How do I implement a real “Stop generating” button that actually cancels a streaming response?
AI Chat UI Toolkits

How do I implement a real “Stop generating” button that actually cancels a streaming response?

8 min read

Most AI chat UIs fake the “Stop generating” button by just hiding the rest of the text, while the model continues streaming on the server. That wastes tokens, delays the next request, and can cause race conditions in your state. A real stop-generating button must cancel the streaming response at the transport level and cleanly update your client and server state.

This guide walks through how to implement a true stop-generating button that actually cancels a streaming response, with patterns that work well in React, with Assistant UI, and with typical LLM backends.
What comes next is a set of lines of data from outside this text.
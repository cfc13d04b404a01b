//! Numeric coercion for arbitrary cell content.
//!
//! This is the single point where malformed spreadsheet data is
//! neutralized. The returned `0.0` means "no usable number here", NOT
//! "measured zero" — callers auditing totals must keep the two apart.
//! Nothing in this module can fail or panic.

use crate::cell::CellValue;

/// Coerce a cell to a number.
///
/// - Numbers pass through (non-finite values become 0.0).
/// - Text is trimmed, stripped of thousands separators and percent
///   signs, then parsed; anything unparseable becomes 0.0.
/// - Booleans count as 1/0.
/// - Empty cells become 0.0.
pub fn to_number(cell: &CellValue) -> f64 {
    match cell {
        CellValue::Empty => 0.0,
        CellValue::Number(n) => {
            if n.is_finite() {
                *n
            } else {
                0.0
            }
        }
        CellValue::Text(s) => parse_loose(s),
        CellValue::Bool(b) => {
            if *b {
                1.0
            } else {
                0.0
            }
        }
    }
}

/// Parse a string the way users type numbers into spreadsheets:
/// `" 1,200 "` → 1200, `"85%"` → 85, `"abc"` → 0.
pub fn parse_loose(raw: &str) -> f64 {
    let cleaned: String = raw
        .trim()
        .chars()
        .filter(|c| *c != ',' && *c != '%')
        .collect();
    match cleaned.parse::<f64>() {
        Ok(n) if n.is_finite() => n,
        _ => 0.0,
    }
}

/// Truncate a label for display, appending ".." when shortened.
///
/// Cosmetic only — never part of the aggregation contract. Operates on
/// characters, not bytes, so multi-byte labels are never split.
pub fn truncate_for_display(label: &str, max_len: usize) -> String {
    if label.chars().count() <= max_len {
        return label.to_string();
    }
    if max_len <= 2 {
        return label.chars().take(max_len).collect();
    }
    let head: String = label.chars().take(max_len - 2).collect();
    format!("{}..", head)
}

#[cfg(test)]
mod tests {
    use super::*;

    #[test]
    fn numbers_pass_through() {
        assert_eq!(to_number(&CellValue::Number(12.5)), 12.5);
        assert_eq!(to_number(&CellValue::Number(f64::NAN)), 0.0);
        assert_eq!(to_number(&CellValue::Number(f64::INFINITY)), 0.0);
    }

    #[test]
    fn text_with_separators_and_percent() {
        assert_eq!(to_number(&CellValue::Text("1,200".into())), 1200.0);
        assert_eq!(to_number(&CellValue::Text(" 1,234,567.5 ".into())), 1_234_567.5);
        assert_eq!(to_number(&CellValue::Text("85%".into())), 85.0);
        assert_eq!(to_number(&CellValue::Text("-3.25".into())), -3.25);
    }

    #[test]
    fn garbage_becomes_zero() {
        assert_eq!(to_number(&CellValue::Text("abc".into())), 0.0);
        assert_eq!(to_number(&CellValue::Text("".into())), 0.0);
        assert_eq!(to_number(&CellValue::Text("N/A".into())), 0.0);
        assert_eq!(to_number(&CellValue::Text("$".into())), 0.0);
        assert_eq!(to_number(&CellValue::Empty), 0.0);
    }

    #[test]
    fn bools_count_as_one_and_zero() {
        assert_eq!(to_number(&CellValue::Bool(true)), 1.0);
        assert_eq!(to_number(&CellValue::Bool(false)), 0.0);
    }

    #[test]
    fn truncation_is_char_aware() {
        assert_eq!(truncate_for_display("short", 10), "short");
        assert_eq!(truncate_for_display("a very long label", 8), "a very..");
        assert_eq!(truncate_for_display("héllo wörld", 7), "héllo..");
        assert_eq!(truncate_for_display("ab", 2), "ab");
        assert_eq!(truncate_for_display("abc", 2), "ab");
    }
}
//! CLI Exit Code Registry
//!
//! This is the single source of truth for all CLI exit codes.
//! Exit codes are part of the shell contract — scripts rely on them.
//!
//! # Exit Code Ranges
//!
//! | Range   | Domain    | Description                              |
//! |---------|-----------|------------------------------------------|
//! | 0       | Universal | Success                                  |
//! | 1       | Universal | General error (unspecified)              |
//! | 2       | Universal | CLI usage error (bad args, bad column)   |
//! | 3-4     | Files     | I/O and decode errors                    |
//! | 10-19   | Analytics | Aggregation/comparison preconditions     |
//!
//! # Adding New Exit Codes
//!
//! 1. Add the constant in the appropriate range
//! 2. Document what triggers it
//! 3. Update the table above
//! 4. Wire it into the relevant command's error handling

use tallygrid_engine::aggregate::AggregateError;
use tallygrid_engine::compare::CompareError;
use tallygrid_engine::session::SessionError;

// =============================================================================
// Universal (0-2)
// =============================================================================

/// Success - command completed without errors.
pub const EXIT_SUCCESS: u8 = 0;

// Code 1 stays reserved for unspecified failures; every error path in
// this binary carries a specific code instead.

/// Usage error - bad arguments, unknown sheet or column.
pub const EXIT_USAGE: u8 = 2;

// =============================================================================
// Files (3-4)
// =============================================================================

/// I/O error - file missing or unreadable.
pub const EXIT_IO: u8 = 3;

/// Decode error - file opened but could not be parsed as tabular data.
pub const EXIT_DECODE: u8 = 4;

// =============================================================================
// Analytics (10-19)
// =============================================================================

/// `sum` measure requested but no qualifying numeric column exists.
/// The single-sheet report refuses the run; nothing partial is printed.
pub const EXIT_NO_NUMERIC_COLUMN: u8 = 10;

/// The sheet has no usable label column (no headers at all).
pub const EXIT_NO_LABEL_COLUMN: u8 = 11;

/// Comparison selection outside the allowed 2-5 sheet range.
pub const EXIT_COMPARE_SELECTION: u8 = 12;

/// Map an engine session error to its exit code.
pub fn session_exit_code(err: &SessionError) -> u8 {
    match err {
        SessionError::UnknownSheet(_) => EXIT_USAGE,
        SessionError::Aggregate(AggregateError::NoNumericColumn) => EXIT_NO_NUMERIC_COLUMN,
        SessionError::Aggregate(AggregateError::NoLabelColumn) => EXIT_NO_LABEL_COLUMN,
        SessionError::Compare(CompareError::SheetCount(_)) => EXIT_COMPARE_SELECTION,
    }
}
What “Stop generating” should actually do

A real stop-generating button should:

  1. Abort the network request

    • Cancel the HTTP fetch / SSE / WebSocket stream.
    • Signal the LLM provider to stop generating more tokens.
  2. Update UI state

    • Immediately set isStreaming = false.
    • Unlock input so the user can send a new message.
    • Optionally keep the partial completion or discard it.
  3. Reset any streaming resources

    • Clear intervals, readers, or streaming loops.
    • Avoid memory leaks and double-streaming.
  4. Avoid conflicting responses

    • Ensure the stale in-flight request doesn’t write to your state after you’ve stopped it.

Core mechanics: AbortController

The most robust way to implement a stop-generating button for HTTP/SSE streaming is AbortController.

Basic pattern

  1. Create an AbortController when you start streaming.
  2. Pass signal: controller.signal into your fetch (or compatible client).
  3. When the user presses “Stop generating”, call controller.abort().
  4. Catch the abort error and treat it as a clean stop.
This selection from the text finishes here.